Shortly thereafter, the St. Regis Mohawks and Empire Resorts parted company, dropping plans to jointly build a casino at the Monticello Raceway.
Empire has kept up its dreams of a casino, as has the Stockbridge-Munsee Band of Mohicans in an unrelated venture, but little progress has been made.
Now, with a new Interior secretary about to take office (Ken Salazar, reportedly more favorable towards off-reservation Indian casinos), the gambling buzz may be returning.
Kicking it off in the new year are the Seneca Nation of Indians and Rotate Black Gaming, Inc., proposing a Class III casino complex right across Route 17 from the Stockbridge-Munsees’ planned Bridgeville casino.
Located off Exit 107 on the south side of 17 (near the Robert Green dealership), the 63-acre site is in the hands of Rotate Black, a Michigan-based firm developing its first casinos in Nevada and India.
The Senecas already operate three casinos in western New York and envision one in the Catskills as bringing in enough revenue to enhance the existing facilities and provide $160 million to state and local governments.
In a press release issued Saturday, the Nation states that an all-suites hotel, casino and spa is a possible reality for the Monticello area “in anticipation of a change in national policy by the incoming administration of President-elect Barack Obama regarding gaming on newly acquired territories.”
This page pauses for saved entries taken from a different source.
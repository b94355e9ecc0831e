use std::collections::HashMap;
use std::io::{ErrorKind, Write};
use std::path::PathBuf;
use std::sync::Mutex;

use tempfile::NamedTempFile;

use crate::error::CacheError;

/// Key-value blob storage used to persist cache entries.
///
/// Keys are plain, human-inspectable names such as `facility3_latest_cache`.
/// `write` replaces any existing blob for the key; concurrent writers to the
/// same key must resolve as last-writer-wins.
pub trait BlobStore: Send + Sync {
    fn read(&self, key: &str) -> Result<Option<Vec<u8>>, CacheError>;
    fn write(&self, key: &str, bytes: &[u8]) -> Result<(), CacheError>;
    fn delete(&self, key: &str) -> Result<(), CacheError>;
    fn keys(&self) -> Result<Vec<String>, CacheError>;
}

fn io_failure(key: &str, source: std::io::Error) -> CacheError {
    CacheError::IoFailure {
        key: key.to_string(),
        source,
    }
}

/// One `<key>.json` file per key inside a directory.
pub struct FileBlobStore {
    dir: PathBuf,
}

impl FileBlobStore {
    pub fn new(dir: PathBuf) -> Result<Self, CacheError> {
        std::fs::create_dir_all(&dir).map_err(|e| io_failure(&dir.display().to_string(), e))?;
        Ok(Self { dir })
    }

    pub fn dir(&self) -> &PathBuf {
        &self.dir
    }

    fn blob_path(&self, key: &str) -> PathBuf {
        self.dir.join(format!("{}.json", key))
    }
}

impl BlobStore for FileBlobStore {
    fn read(&self, key: &str) -> Result<Option<Vec<u8>>, CacheError> {
        match std::fs::read(self.blob_path(key)) {
            Ok(bytes) => Ok(Some(bytes)),
            Err(e) if e.kind() == ErrorKind::NotFound => Ok(None),
            Err(e) => Err(io_failure(key, e)),
        }
    }

    fn write(&self, key: &str, bytes: &[u8]) -> Result<(), CacheError> {
        // Each write gets its own temp file; the last rename wins
        let mut tmp = NamedTempFile::new_in(&self.dir).map_err(|e| io_failure(key, e))?;
        tmp.write_all(bytes).map_err(|e| io_failure(key, e))?;
        tmp.persist(self.blob_path(key)).map_err(|e| io_failure(key, e.error))?;
        Ok(())
    }

    fn delete(&self, key: &str) -> Result<(), CacheError> {
        match std::fs::remove_file(self.blob_path(key)) {
            Ok(()) => Ok(()),
            Err(e) if e.kind() == ErrorKind::NotFound => Ok(()),
            Err(e) => Err(io_failure(key, e)),
        }
    }

    fn keys(&self) -> Result<Vec<String>, CacheError> {
        let dir_key = self.dir.display().to_string();
        let entries = std::fs::read_dir(&self.dir).map_err(|e| io_failure(&dir_key, e))?;

        let mut keys = Vec::new();
        for entry in entries {
            let path = entry.map_err(|e| io_failure(&dir_key, e))?.path();
            if !path.is_file() || path.extension().and_then(|s| s.to_str()) != Some("json") {
                continue;
            }
            if let Some(stem) = path.file_stem().and_then(|s| s.to_str()) {
                keys.push(stem.to_string());
            }
        }
        keys.sort();
        Ok(keys)
    }
}

/// In-process blob store, for tests and embedding.
#[derive(Default)]
pub struct MemoryBlobStore {
    blobs: Mutex<HashMap<String, Vec<u8>>>,
}

impl MemoryBlobStore {
    pub fn new() -> Self {
        Self::default()
    }

    fn lock(&self) -> std::sync::MutexGuard<'_, HashMap<String, Vec<u8>>> {
        // A panic while holding the lock cannot leave a half-written blob
        self.blobs.lock().unwrap_or_else(|poisoned| poisoned.into_inner())
    }
}

impl BlobStore for MemoryBlobStore {
    fn read(&self, key: &str) -> Result<Option<Vec<u8>>, CacheError> {
        Ok(self.lock().get(key).cloned())
    }

    fn write(&self, key: &str, bytes: &[u8]) -> Result<(), CacheError> {
        self.lock().insert(key.to_string(), bytes.to_vec());
        Ok(())
    }

    fn delete(&self, key: &str) -> Result<(), CacheError> {
        self.lock().remove(key);
        Ok(())
    }

    fn keys(&self) -> Result<Vec<String>, CacheError> {
        let mut keys: Vec<String> = self.lock().keys().cloned().collect();
        keys.sort();
        Ok(keys)
    }
}

impl<T: BlobStore + ?Sized> BlobStore for std::sync::Arc<T> {
    fn read(&self, key: &str) -> Result<Option<Vec<u8>>, CacheError> {
        (**self).read(key)
    }

    fn write(&self, key: &str, bytes: &[u8]) -> Result<(), CacheError> {
        (**self).write(key, bytes)
    }

    fn delete(&self, key: &str) -> Result<(), CacheError> {
        (**self).delete(key)
    }

    fn keys(&self) -> Result<Vec<String>, CacheError> {
        (**self).keys()
    }
}

#[cfg(test)]
mod tests {
    use super::*;
    use tempfile::TempDir;

    #[test]
    fn test_file_store_roundtrip() {
        let temp_dir = TempDir::new().expect("TempDir creation should succeed");
        let store = FileBlobStore::new(temp_dir.path().join("cache")).unwrap();

        assert_eq!(store.read("facility1_latest_cache").unwrap(), None);
        store.write("facility1_latest_cache", b"{}").unwrap();
        assert_eq!(store.read("facility1_latest_cache").unwrap(), Some(b"{}".to_vec()));
        assert!(temp_dir.path().join("cache/facility1_latest_cache.json").exists());

        store.write("facility1_latest_cache", b"[]").unwrap();
        assert_eq!(store.read("facility1_latest_cache").unwrap(), Some(b"[]".to_vec()));
    }

    #[test]
    fn test_file_store_keys_and_delete() {
        let temp_dir = TempDir::new().expect("TempDir creation should succeed");
        let store = FileBlobStore::new(temp_dir.path().to_path_buf()).unwrap();
        store.write("b", b"1").unwrap();
        store.write("a", b"2").unwrap();
        std::fs::write(temp_dir.path().join("notes.txt"), "ignored").unwrap();

        assert_eq!(store.keys().unwrap(), vec!["a".to_string(), "b".to_string()]);

        store.delete("a").unwrap();
        store.delete("missing").unwrap();
        assert_eq!(store.keys().unwrap(), vec!["b".to_string()]);
    }

    #[test]
    fn test_file_store_concurrent_writers_same_key() {
        let temp_dir = TempDir::new().expect("TempDir creation should succeed");
        let store = std::sync::Arc::new(FileBlobStore::new(temp_dir.path().to_path_buf()).unwrap());
        let payloads: Vec<Vec<u8>> = (0..4)
            .map(|t| format!("{{\"writer\":{}}}", t).into_bytes())
            .collect();

        let handles: Vec<_> = payloads
            .iter()
            .cloned()
            .map(|payload| {
                let store = store.clone();
                std::thread::spawn(move || {
                    (0..100)
                        .filter(|_| store.write("facility1_latest_cache", &payload).is_err())
                        .count()
                })
            })
            .collect();

        let failures: usize = handles.into_iter().map(|h| h.join().unwrap()).sum();
        assert_eq!(failures, 0);

        let last = store.read("facility1_latest_cache").unwrap().unwrap();
        assert!(payloads.contains(&last));
        // No temp files left behind
        assert_eq!(std::fs::read_dir(temp_dir.path()).unwrap().count(), 1);
        assert_eq!(store.keys().unwrap(), vec!["facility1_latest_cache".to_string()]);
    }

    #[test]
    fn test_memory_store() {
        let store = MemoryBlobStore::new();
        store.write("k", b"v").unwrap();
        assert_eq!(store.read("k").unwrap(), Some(b"v".to_vec()));
        assert_eq!(store.keys().unwrap(), vec!["k".to_string()]);
        store.delete("k").unwrap();
        assert_eq!(store.read("k").unwrap(), None);
    }
}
However, the Senecas’ plans were not included in the three sites approved by the state for Indian gaming in the Catskills, and Thompson Supervisor Tony Cellini indicated he has no reason to believe this proposal will get any further than a water park once proposed for the site by individuals he believes are now affiliated with the Seneca project.
“They have to go through the same process the other [Indian] nations have done,” he explained.
That will take years, and Cellini’s not sure the Senecas who have laid off employees recently and whose Buffalo casino was described to him as a “rusting hulk” have the finances and wherewithal to complete such a project.
“I’m very skeptical,” he said.
Neither Seneca Nation nor Rotate Black officials returned phone calls by press time yesterday.